Yoke 14 forms one end of the base and supports and houses the bending mechanism 8. It includes a tubular center section 16, which is secured e.g., welded to or integrally constructed with the proximate end of an elongated steel pipe 18 which forms the major portion of the base, and a pair of angularly inclined arms 20, 22 which laterally protrude from the center section to either side thereof. The free ends of the arms are joined, e.g, welded together. for strength and rigidity. The upwardly facing surfaces of the center section 16 and arms 20, 22 are flat and lie in a common plane to define a flat, horizontal support surface for the rebar to be bent by the machine.
The tubular center section 16 of the yoke defines an internal, elongated, linear guideway 26 which has an open end 27 and which linearly reciprocally mounts an elongated slide 28. One end 29 of the slide projects from the open guideway end 27 when the slide is in one of its limiting positions, as will be further discussed below. The slide includes a pair of spaced apart lugs 30 which protrude from the slide through an elongated, upwardly open slot 32 in the tubular center section 16 of the yoke. The lugs have opposing, convexly arcuate bending surfaces 34 which define between them a first groove 36 of a sufficient width so that straight rebar to be bent can be placed in to the groove. The height of the lugs is greater than the diameter of the largest rebar capable of being bent by the machine, i.e. the height is greater than the width of groove 36.
A pair of bending posts 38 are positioned on a line perpendicular to the guideway 26 at the outward ends of arms 20, 22. Each post comprises a shaft 40 firmly secured. e.g. welded to the yoke and protruding upwardly past the flat support surface 24. A roller 42 is rotatably carried by the protruding portion of the shaft 40 and is suitably restrained to the shaft to prevent relative axial movements of the roller. Each roller has a height greater than the diameter of the largest rebar capable of being bent by the machine and a concave peripheral surface 44 for nesting the rebar during bending.
Handle 10 is preferably an elongated section of steel pipe having a free end 46 which is proximate cross legs 12 and a second end which is pivotal about a pivot shaft 48 carried on supports 50 protruding upwardly from the base. A lever 52 fixed e.g. welded to the second end of the handle is angularly inclined relative to and extends from the handle past the pivot shaft towards guideway 26. A link 54 has its respective ends pivotally attached to the free end of the lever and the proximate end of slide 28. The link translates pivotal movements of handle 10 and the lever 52 into correspondingly reciprocating, linear movements of the slide 28 in guideway 26.

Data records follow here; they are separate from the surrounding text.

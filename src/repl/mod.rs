//! Line-oriented command surface over the scan engine
//!
//! The REPL is strictly synchronous: one command runs to completion before
//! the next prompt. It owns the process-wide current where-type and performs
//! all value parsing, so the engine below only ever sees typed values.

mod parse;

pub use parse::{parse_count, parse_offset, tokenize};

use crate::config::ScannerConfig;
use crate::core::types::{MemoryError, Offset, ScalarKind, ScalarValue};
use crate::memory::{MemorySource, PointerReverseIndex, ScanEngine};
use std::io::{self, BufRead};

pub struct Repl<S> {
    engine: ScanEngine<S>,
    current_where_type: ScalarKind,
    max_string_bytes: usize,
    running: bool,
}

impl<S: MemorySource> Repl<S> {
    pub fn new(engine: ScanEngine<S>, config: &ScannerConfig) -> Self {
        Repl {
            engine,
            current_where_type: ScalarKind::I32,
            max_string_bytes: config.max_string_bytes,
            running: true,
        }
    }

    pub fn is_running(&self) -> bool {
        self.running
    }

    pub fn current_where_type(&self) -> ScalarKind {
        self.current_where_type
    }

    pub fn engine(&self) -> &ScanEngine<S> {
        &self.engine
    }

    /// Reads and runs commands until `quit` or end of input.
    pub fn run(&mut self) -> io::Result<()> {
        let stdin = io::stdin();
        let mut line = String::new();

        while self.running {
            line.clear();
            if stdin.lock().read_line(&mut line)? == 0 {
                break;
            }
            self.dispatch(&line);
        }

        Ok(())
    }

    /// Runs a single command line.
    pub fn dispatch(&mut self, line: &str) {
        let tokens = tokenize(line);
        let Some((&verb, args)) = tokens.split_first() else {
            return;
        };

        match verb {
            "where" | "w" => self.cmd_where(args),
            "became" | "b" => self.cmd_became(args),
            "changed" | "c" => self.cmd_changed(args),
            "scan" | "s" => self.cmd_scan(args),
            "pointers" | "p" => self.cmd_pointers(args),
            "help" | "h" => print_help(),
            "quit" | "q" => self.running = false,
            _ => println!("Invalid command\n"),
        }
    }

    fn cmd_where(&mut self, args: &[&str]) {
        if args.is_empty() {
            return;
        }

        // A leading apostrophe makes the rest of the line (tokens rejoined
        // with single spaces) a byte-string search that leaves the chain
        // alone.
        if let Some(rest) = args[0].strip_prefix('\'') {
            let needle = if args.len() > 1 {
                format!("{} {}", rest, args[1..].join(" "))
            } else {
                rest.to_string()
            };

            println!("Scanning...");
            let offsets = self.engine.where_val_str(&needle);
            print_offsets(&offsets);
            println!("Finished.");
            return;
        }

        let kind = args
            .get(1)
            .copied()
            .and_then(ScalarKind::from_code)
            .unwrap_or(ScalarKind::I32);

        let value = match ScalarValue::parse(args[0], kind) {
            Ok(value) => value,
            Err(err) => {
                println!("{}", err);
                return;
            }
        };

        self.current_where_type = kind;

        println!("Scanning...");
        let offsets = self.engine.where_val(value).to_vec();
        print_offsets(&offsets);
        println!("Finished.");
    }

    fn cmd_became(&mut self, args: &[&str]) {
        if args.is_empty() {
            return;
        }

        let kind = self.current_where_type;
        let value = match ScalarValue::parse(args[0], kind) {
            Ok(value) => value,
            Err(err) => {
                println!("{}", err);
                return;
            }
        };

        let offsets = match self.engine.where_became(value) {
            Ok(offsets) => offsets.to_vec(),
            Err(err) => {
                println!("{}", err);
                return;
            }
        };

        for &offset in &offsets {
            let current = self.engine.read_value_at(offset, kind).unwrap_or(value);
            println!("0x{:x} => {}", offset, format_value(current));
        }
        println!("Addresses: {}", offsets.len());
    }

    fn cmd_changed(&mut self, _args: &[&str]) {
        let kind = self.current_where_type;

        let previous = match self.engine.chain_value() {
            Some(value) => value,
            None => {
                println!("{}", MemoryError::EmptyChain);
                return;
            }
        };

        let offsets = match self.engine.where_changed(kind) {
            Ok(offsets) => offsets.to_vec(),
            Err(err) => {
                println!("{}", err);
                return;
            }
        };

        for &offset in &offsets {
            match self.engine.read_value_at(offset, kind) {
                Some(current) => {
                    println!("0x{:x} : {}\t->\t{}", offset, previous, current)
                }
                None => println!("0x{:x} : {}\t->\t?", offset, previous),
            }
        }
        println!("Addresses changed: {}", offsets.len());
    }

    fn cmd_scan(&mut self, args: &[&str]) {
        if args.is_empty() {
            return;
        }

        let offset = match parse_offset(args[0]) {
            Ok(offset) => offset,
            Err(err) => {
                println!("{}", err);
                return;
            }
        };

        let type_code = args.get(1).copied().unwrap_or("i");
        let count = match args.get(2) {
            Some(text) => match parse_count(text) {
                Ok(count) => count,
                Err(err) => {
                    println!("{}", err);
                    return;
                }
            },
            None => 1,
        };

        if count == 0 {
            return;
        }

        if type_code == "t" {
            println!(
                "{}",
                self.engine.read_string_at(offset, self.max_string_bytes)
            );
            return;
        }

        let kind = ScalarKind::from_code(type_code).unwrap_or(ScalarKind::I32);
        let width = kind.width() as u64;

        // A negative count scans upward: the run of elements ends at the
        // given offset instead of starting there.
        let (start, count) = if count < 0 {
            let count = count.unsigned_abs() as usize;
            let start = offset.wrapping_sub((count as u64 - 1) * width);
            (start, count)
        } else {
            (offset, count as usize)
        };

        let Some(values) = self.engine.read_values_at(start, kind, count) else {
            println!("Read unsuccessful.");
            return;
        };

        for (index, value) in values.iter().enumerate() {
            let at = start.wrapping_add(index as u64 * width);
            print!("0x{:x} - {}", at, format_value(*value));

            // A pointer-width integer may be a pointer; show what it leads
            // to when it dereferences to something printable.
            if self.engine.is_pointer_width(kind) {
                if let Some(bits) = value.unsigned_bits() {
                    if let Some(preview) = self.engine.deref_preview(bits) {
                        print!(" -> *({})", preview);
                    }
                }
            }

            println!();
        }
    }

    fn cmd_pointers(&mut self, args: &[&str]) {
        if args.is_empty() {
            return;
        }

        let offset = match parse_offset(args[0]) {
            Ok(offset) => offset,
            Err(err) => {
                println!("{}", err);
                return;
            }
        };

        let type_code = args.get(1).copied().unwrap_or("i");
        let range = match args.get(2) {
            Some(text) => match parse_count(text) {
                Ok(range) => range.max(1),
                Err(err) => {
                    println!("{}", err);
                    return;
                }
            },
            None => 1,
        };

        let kind = ScalarKind::from_code(type_code).unwrap_or(ScalarKind::I32);
        let width = kind.width() as u64;

        println!("Scanning...");

        // `range` consecutive type-sized slots ending at the given offset.
        let start = offset.wrapping_sub((range as u64 - 1) * width);
        for slot in 0..range as u64 {
            let anchor = start.wrapping_add(slot * width);
            println!("0x{:x}", anchor);

            let index = PointerReverseIndex::build(&self.engine, anchor);
            let mut path = vec![anchor];
            print_pointer_tree(&index, anchor, 1, &mut path);
        }

        println!("Finished.");
    }
}

fn print_offsets(offsets: &[Offset]) {
    for offset in offsets {
        println!("0x{:x}", offset);
    }
    println!("Addresses: {}", offsets.len());
}

/// Integers print as decimal with the hex bit pattern alongside; floats
/// print plain.
fn format_value(value: ScalarValue) -> String {
    match value.unsigned_bits() {
        Some(bits) => format!("{}\t( 0x{:x} )", value, bits),
        None => value.to_string(),
    }
}

/// Prints the candidate pointers to `site` as an indented tree. A pointer
/// already on the current path is printed but not descended into, so cyclic
/// and self-referential graphs terminate.
fn print_pointer_tree(
    index: &PointerReverseIndex,
    site: Offset,
    level: usize,
    path: &mut Vec<Offset>,
) {
    let Some(pointers) = index.pointers_to(site) else {
        return;
    };

    for &pointer in pointers {
        for _ in 0..level {
            print!("\t");
        }
        println!("<- 0x{:x}", pointer);

        if path.contains(&pointer) {
            continue;
        }
        path.push(pointer);
        print_pointer_tree(index, pointer, level + 1, path);
        path.pop();
    }
}

/// The canned help text, also printed once at startup.
pub fn print_help() {
    println!("Types:");
    println!("Integer types can be combined with a leading 'u' to find and print unsigned values.");
    println!("c: 8 bit int");
    println!("s: 16 bit int");
    println!("i: 32 bit int (default)");
    println!("l: 64 bit int");
    println!("f: float");
    println!("d: double");
    println!("t: string (used only by the scan command)\n");

    println!("Commands:");
    println!("where [value] (type)");
    println!("\tAlias: w");
    println!("\tPrints a list of offsets where the value is located.");
    println!("\tIf the value begins with an apostrophe ('), the value and all subsequent characters will be interpreted as a string.");
    println!("\tIf the value is not a string, this command starts a chain and can be used with multiple 'became' commands or one 'changed' command.\n");

    println!("became [value]");
    println!("\tAlias: b");
    println!("\tFilters the current offsets located by where, prints offsets where the value is now [value].\n");

    println!("changed");
    println!("\tAlias: c");
    println!("\tFilters the current offsets located by where, prints offsets where the value is different from the initial value.");
    println!("\tThis command is particularly useful for finding floating point numbers.");
    println!("\tFinishes the 'where' chain.\n");

    println!("scan [address] (type) (range = 1)");
    println!("\tAlias: s");
    println!("\tScans at the given address for value(s) of a given type.");
    println!("\tRange can be a negative number to instead scan upwards from the given address.");
    println!("\tIf scanning for an integer the size of a pointer,");
    println!("\t\twill additionally indicate whether the value is potentially a pointer.");
    println!("\t\tIf the pointer points to a printable string, will additionally print the first few characters of that string.\n");

    println!("pointers [address] (type) (range = 1)");
    println!("\tAlias: p");
    println!("\tSearches for possible pointers to the given address, then recursively searches for pointers to those pointers.");
    println!("\tA range can be given to additionally scan for pointers to addresses at offsets equal to the given type's byte size above the given address.\n");

    println!("quit");
    println!("\tAlias: q");
    println!("\tExits the program.\n");

    println!("help");
    println!("\tAlias: h");
    println!("\tDisplays this help message.\n");
}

In use the lever is fully raised, or lowered, so that groove 36 between jaws 30 is disposed on one or the other side of a straight line connecting the peripheral surfaces 44 of bending post rollers 42. As shown in FIG. 3. for example, the lever may be initially fully lowered so that the groove is to the left of the bending posts. Next. rebar 4 is placed into the groove (see FIG. 1) and the operator raises handle 10 in a counterclockwise direction, as shown in FIG. 3 until it reaches the inclined position shown in FIG. 3. This pivotal movement of the lever causes a corresponding linear movement of the slide within guideway 26 and, thereby, moves jaws 30 from the left hand side of post 38 to the right hand side thereof (shown in FIG. 2). In the course of this movement, the left hand jaw (as seen in FIGS. 1-3) applies a bending force to the rebar and, upon engagement of the rebar by the concave peripheries of rollers 42, causes the formation of a bend in the rebar as is illustrated in FIG. 1.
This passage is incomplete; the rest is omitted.